## [Assignment]
Take the line that has "fs::write(&path, contents).unwrap();" and all the lines that come after it in the records, and write them out again exactly. Add no other line.

## [Supplied data]
---
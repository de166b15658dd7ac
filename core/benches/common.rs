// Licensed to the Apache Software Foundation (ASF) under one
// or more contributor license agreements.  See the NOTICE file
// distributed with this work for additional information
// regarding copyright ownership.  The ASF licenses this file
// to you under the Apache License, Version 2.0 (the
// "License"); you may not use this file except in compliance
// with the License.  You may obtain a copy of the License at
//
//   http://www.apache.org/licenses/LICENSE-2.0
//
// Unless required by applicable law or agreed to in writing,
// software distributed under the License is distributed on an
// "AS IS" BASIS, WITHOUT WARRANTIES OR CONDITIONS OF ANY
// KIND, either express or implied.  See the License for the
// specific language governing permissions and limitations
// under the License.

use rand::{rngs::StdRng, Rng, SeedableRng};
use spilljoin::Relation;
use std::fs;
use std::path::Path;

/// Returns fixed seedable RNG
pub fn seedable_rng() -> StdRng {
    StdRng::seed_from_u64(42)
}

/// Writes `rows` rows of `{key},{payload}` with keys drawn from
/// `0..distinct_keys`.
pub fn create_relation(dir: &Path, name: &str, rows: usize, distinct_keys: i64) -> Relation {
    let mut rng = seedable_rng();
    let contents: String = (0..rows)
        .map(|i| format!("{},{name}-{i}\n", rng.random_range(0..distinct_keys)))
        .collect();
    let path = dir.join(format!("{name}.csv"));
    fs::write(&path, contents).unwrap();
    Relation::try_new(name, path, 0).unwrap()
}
---
## [The answer]
    fs::write(&path, contents).unwrap();
    Relation::try_new(name, path, 0).unwrap()
}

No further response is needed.